#### Source data

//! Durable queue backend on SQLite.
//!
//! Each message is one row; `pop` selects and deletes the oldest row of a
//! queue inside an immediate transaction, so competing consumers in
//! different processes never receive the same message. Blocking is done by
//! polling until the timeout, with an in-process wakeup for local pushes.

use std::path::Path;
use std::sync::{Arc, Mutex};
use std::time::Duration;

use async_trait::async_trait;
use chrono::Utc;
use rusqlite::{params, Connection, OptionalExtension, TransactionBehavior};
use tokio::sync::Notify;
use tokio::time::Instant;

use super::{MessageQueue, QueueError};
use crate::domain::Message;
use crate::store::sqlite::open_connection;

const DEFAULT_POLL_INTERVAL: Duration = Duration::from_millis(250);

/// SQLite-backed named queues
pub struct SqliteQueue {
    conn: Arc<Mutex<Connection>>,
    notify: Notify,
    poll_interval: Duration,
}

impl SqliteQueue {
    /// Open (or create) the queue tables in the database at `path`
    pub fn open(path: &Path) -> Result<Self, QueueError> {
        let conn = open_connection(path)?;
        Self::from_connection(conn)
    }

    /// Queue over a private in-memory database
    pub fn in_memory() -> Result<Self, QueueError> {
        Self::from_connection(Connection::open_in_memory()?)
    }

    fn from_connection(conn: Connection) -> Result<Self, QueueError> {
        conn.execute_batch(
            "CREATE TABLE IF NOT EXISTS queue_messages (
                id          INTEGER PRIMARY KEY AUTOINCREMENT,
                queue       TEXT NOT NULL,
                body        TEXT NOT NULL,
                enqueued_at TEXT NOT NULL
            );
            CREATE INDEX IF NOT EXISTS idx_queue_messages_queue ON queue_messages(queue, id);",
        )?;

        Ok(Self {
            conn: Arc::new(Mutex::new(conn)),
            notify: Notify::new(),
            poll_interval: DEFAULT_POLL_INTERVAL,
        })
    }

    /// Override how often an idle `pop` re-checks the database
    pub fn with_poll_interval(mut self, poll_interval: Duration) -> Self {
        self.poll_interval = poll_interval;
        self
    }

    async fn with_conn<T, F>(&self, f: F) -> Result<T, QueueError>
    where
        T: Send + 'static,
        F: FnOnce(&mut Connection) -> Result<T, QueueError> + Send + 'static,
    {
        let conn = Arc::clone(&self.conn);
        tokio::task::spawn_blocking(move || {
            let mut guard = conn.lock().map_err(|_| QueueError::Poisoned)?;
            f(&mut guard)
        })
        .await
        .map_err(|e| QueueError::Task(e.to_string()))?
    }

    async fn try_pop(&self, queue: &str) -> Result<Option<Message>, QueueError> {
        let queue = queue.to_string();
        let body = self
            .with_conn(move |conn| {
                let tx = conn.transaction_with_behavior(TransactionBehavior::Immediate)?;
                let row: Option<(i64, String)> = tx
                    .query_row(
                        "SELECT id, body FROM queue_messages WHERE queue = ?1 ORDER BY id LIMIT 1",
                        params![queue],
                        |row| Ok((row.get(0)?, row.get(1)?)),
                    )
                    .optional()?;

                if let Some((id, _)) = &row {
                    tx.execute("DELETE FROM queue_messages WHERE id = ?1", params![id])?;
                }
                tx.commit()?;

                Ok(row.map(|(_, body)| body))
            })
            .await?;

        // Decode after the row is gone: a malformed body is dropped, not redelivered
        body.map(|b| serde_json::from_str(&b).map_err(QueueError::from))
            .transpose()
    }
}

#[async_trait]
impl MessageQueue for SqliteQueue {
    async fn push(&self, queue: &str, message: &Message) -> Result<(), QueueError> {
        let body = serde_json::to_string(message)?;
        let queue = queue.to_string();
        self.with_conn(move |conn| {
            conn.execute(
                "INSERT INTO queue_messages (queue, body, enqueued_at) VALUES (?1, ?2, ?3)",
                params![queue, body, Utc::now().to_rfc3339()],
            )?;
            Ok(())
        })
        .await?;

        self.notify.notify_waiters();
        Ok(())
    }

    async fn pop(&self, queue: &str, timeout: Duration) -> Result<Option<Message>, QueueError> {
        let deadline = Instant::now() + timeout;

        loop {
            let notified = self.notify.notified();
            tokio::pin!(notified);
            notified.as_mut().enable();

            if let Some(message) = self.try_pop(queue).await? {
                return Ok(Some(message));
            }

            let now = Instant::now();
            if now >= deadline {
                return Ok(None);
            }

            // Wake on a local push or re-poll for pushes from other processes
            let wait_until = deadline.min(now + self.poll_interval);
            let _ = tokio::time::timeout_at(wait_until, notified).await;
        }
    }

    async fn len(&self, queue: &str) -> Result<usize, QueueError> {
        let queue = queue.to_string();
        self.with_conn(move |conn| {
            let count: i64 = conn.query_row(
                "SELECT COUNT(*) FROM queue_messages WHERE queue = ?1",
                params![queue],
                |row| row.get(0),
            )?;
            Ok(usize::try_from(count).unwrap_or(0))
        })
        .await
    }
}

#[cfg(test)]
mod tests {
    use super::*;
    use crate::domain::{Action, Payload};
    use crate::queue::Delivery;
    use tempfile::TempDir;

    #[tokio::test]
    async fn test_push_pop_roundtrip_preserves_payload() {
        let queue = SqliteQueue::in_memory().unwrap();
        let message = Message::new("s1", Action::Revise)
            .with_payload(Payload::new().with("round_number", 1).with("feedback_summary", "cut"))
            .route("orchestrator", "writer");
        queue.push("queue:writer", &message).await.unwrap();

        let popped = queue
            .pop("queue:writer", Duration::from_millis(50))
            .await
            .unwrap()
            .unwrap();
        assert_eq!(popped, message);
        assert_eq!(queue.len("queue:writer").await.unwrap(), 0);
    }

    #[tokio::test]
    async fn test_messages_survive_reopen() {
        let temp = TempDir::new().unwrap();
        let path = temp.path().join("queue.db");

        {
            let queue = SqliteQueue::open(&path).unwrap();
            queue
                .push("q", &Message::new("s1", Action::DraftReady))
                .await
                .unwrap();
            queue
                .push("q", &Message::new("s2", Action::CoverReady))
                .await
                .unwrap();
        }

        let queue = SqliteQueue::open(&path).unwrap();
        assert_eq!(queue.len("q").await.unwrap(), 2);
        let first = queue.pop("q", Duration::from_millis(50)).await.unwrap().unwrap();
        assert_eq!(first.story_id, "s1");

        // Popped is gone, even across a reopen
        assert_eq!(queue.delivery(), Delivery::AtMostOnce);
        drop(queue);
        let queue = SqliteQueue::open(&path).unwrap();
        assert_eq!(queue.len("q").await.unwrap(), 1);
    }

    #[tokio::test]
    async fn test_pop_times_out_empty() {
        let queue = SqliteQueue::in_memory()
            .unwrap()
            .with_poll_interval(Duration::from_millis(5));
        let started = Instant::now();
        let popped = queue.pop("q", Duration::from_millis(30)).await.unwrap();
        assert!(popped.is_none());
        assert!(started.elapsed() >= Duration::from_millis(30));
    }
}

########

- _What needs to be done_
Every entry should be output again exactly as written.

- _Response box_
//! Durable queue backend on SQLite.
//!
//! Each message is one row; `pop` selects and deletes the oldest row of a
//! queue inside an immediate transaction, so competing consumers in
//! different processes never receive the same message. Blocking is done by
//! polling until the timeout, with an in-process wakeup for local pushes.

use std::path::Path;
use std::sync::{Arc, Mutex};
use std::time::Duration;

use async_trait::async_trait;
use chrono::Utc;
use rusqlite::{params, Connection, OptionalExtension, TransactionBehavior};
use tokio::sync::Notify;
use tokio::time::Instant;

use super::{MessageQueue, QueueError};
use crate::domain::Message;
use crate::store::sqlite::open_connection;

const DEFAULT_POLL_INTERVAL: Duration = Duration::from_millis(250);

/// SQLite-backed named queues
pub struct SqliteQueue {
    conn: Arc<Mutex<Connection>>,
    notify: Notify,
    poll_interval: Duration,
}

impl SqliteQueue {
    /// Open (or create) the queue tables in the database at `path`
    pub fn open(path: &Path) -> Result<Self, QueueError> {
        let conn = open_connection(path)?;
        Self::from_connection(conn)
    }

    /// Queue over a private in-memory database
    pub fn in_memory() -> Result<Self, QueueError> {
        Self::from_connection(Connection::open_in_memory()?)
    }

    fn from_connection(conn: Connection) -> Result<Self, QueueError> {
        conn.execute_batch(
            "CREATE TABLE IF NOT EXISTS queue_messages (
                id          INTEGER PRIMARY KEY AUTOINCREMENT,
                queue       TEXT NOT NULL,
                body        TEXT NOT NULL,
                enqueued_at TEXT NOT NULL
            );
            CREATE INDEX IF NOT EXISTS idx_queue_messages_queue ON queue_messages(queue, id);",
        )?;

        Ok(Self {
            conn: Arc::new(Mutex::new(conn)),
            notify: Notify::new(),
            poll_interval: DEFAULT_POLL_INTERVAL,
        })
    }

    /// Override how often an idle `pop` re-checks the database
    pub fn with_poll_interval(mut self, poll_interval: Duration) -> Self {
        self.poll_interval = poll_interval;
        self
    }

    async fn with_conn<T, F>(&self, f: F) -> Result<T, QueueError>
    where
        T: Send + 'static,
        F: FnOnce(&mut Connection) -> Result<T, QueueError> + Send + 'static,
    {
        let conn = Arc::clone(&self.conn);
        tokio::task::spawn_blocking(move || {
            let mut guard = conn.lock().map_err(|_| QueueError::Poisoned)?;
            f(&mut guard)
        })
        .await
        .map_err(|e| QueueError::Task(e.to_string()))?
    }

    async fn try_pop(&self, queue: &str) -> Result<Option<Message>, QueueError> {
        let queue = queue.to_string();
        let body = self
            .with_conn(move |conn| {
                let tx = conn.transaction_with_behavior(TransactionBehavior::Immediate)?;
                let row: Option<(i64, String)> = tx
                    .query_row(
                        "SELECT id, body FROM queue_messages WHERE queue = ?1 ORDER BY id LIMIT 1",
                        params![queue],
                        |row| Ok((row.get(0)?, row.get(1)?)),
                    )
                    .optional()?;

                if let Some((id, _)) = &row {
                    tx.execute("DELETE FROM queue_messages WHERE id = ?1", params![id])?;
                }
                tx.commit()?;

                Ok(row.map(|(_, body)| body))
            })
            .await?;

        // Decode after the row is gone: a malformed body is dropped, not redelivered
        body.map(|b| serde_json::from_str(&b).map_err(QueueError::from))
            .transpose()
    }
}

#[async_trait]
impl MessageQueue for SqliteQueue {
    async fn push(&self, queue: &str, message: &Message) -> Result<(), QueueError> {
        let body = serde_json::to_string(message)?;
        let queue = queue.to_string();
        self.with_conn(move |conn| {
            conn.execute(
                "INSERT INTO queue_messages (queue, body, enqueued_at) VALUES (?1, ?2, ?3)",
                params![queue, body, Utc::now().to_rfc3339()],
            )?;
            Ok(())
        })
        .await?;

        self.notify.notify_waiters();
        Ok(())
    }

    async fn pop(&self, queue: &str, timeout: Duration) -> Result<Option<Message>, QueueError> {
        let deadline = Instant::now() + timeout;

        loop {
            let notified = self.notify.notified();
            tokio::pin!(notified);
            notified.as_mut().enable();

            if let Some(message) = self.try_pop(queue).await? {
                return Ok(Some(message));
            }

            let now = Instant::now();
            if now >= deadline {
                return Ok(None);
            }

            // Wake on a local push or re-poll for pushes from other processes
            let wait_until = deadline.min(now + self.poll_interval);
            let _ = tokio::time::timeout_at(wait_until, notified).await;
        }
    }

    async fn len(&self, queue: &str) -> Result<usize, QueueError> {
        let queue = queue.to_string();
        self.with_conn(move |conn| {
            let count: i64 = conn.query_row(
                "SELECT COUNT(*) FROM queue_messages WHERE queue = ?1",
                params![queue],
                |row| row.get(0),
            )?;
            Ok(usize::try_from(count).unwrap_or(0))
        })
        .await
    }
}

#[cfg(test)]
mod tests {
    use super::*;
    use crate::domain::{Action, Payload};
    use crate::queue::Delivery;
    use tempfile::TempDir;

    #[tokio::test]
    async fn test_push_pop_roundtrip_preserves_payload() {
        let queue = SqliteQueue::in_memory().unwrap();
        let message = Message::new("s1", Action::Revise)
            .with_payload(Payload::new().with("round_number", 1).with("feedback_summary", "cut"))
            .route("orchestrator", "writer");
        queue.push("queue:writer", &message).await.unwrap();

        let popped = queue
            .pop("queue:writer", Duration::from_millis(50))
            .await
            .unwrap()
            .unwrap();
        assert_eq!(popped, message);
        assert_eq!(queue.len("queue:writer").await.unwrap(), 0);
    }

    #[tokio::test]
    async fn test_messages_survive_reopen() {
        let temp = TempDir::new().unwrap();
        let path = temp.path().join("queue.db");

        {
            let queue = SqliteQueue::open(&path).unwrap();
            queue
                .push("q", &Message::new("s1", Action::DraftReady))
                .await
                .unwrap();
            queue
                .push("q", &Message::new("s2", Action::CoverReady))
                .await
                .unwrap();
        }

        let queue = SqliteQueue::open(&path).unwrap();
        assert_eq!(queue.len("q").await.unwrap(), 2);
        let first = queue.pop("q", Duration::from_millis(50)).await.unwrap().unwrap();
        assert_eq!(first.story_id, "s1");

        // Popped is gone, even across a reopen
        assert_eq!(queue.delivery(), Delivery::AtMostOnce);
        drop(queue);
        let queue = SqliteQueue::open(&path).unwrap();
        assert_eq!(queue.len("q").await.unwrap(), 1);
    }

    #[tokio::test]
    async fn test_pop_times_out_empty() {
        let queue = SqliteQueue::in_memory()
            .unwrap()
            .with_poll_interval(Duration::from_millis(5));
        let started = Instant::now();
        let popped = queue.pop("q", Duration::from_millis(30)).await.unwrap();
        assert!(popped.is_none());
        assert!(started.elapsed() >= Duration::from_millis(30));
    }
}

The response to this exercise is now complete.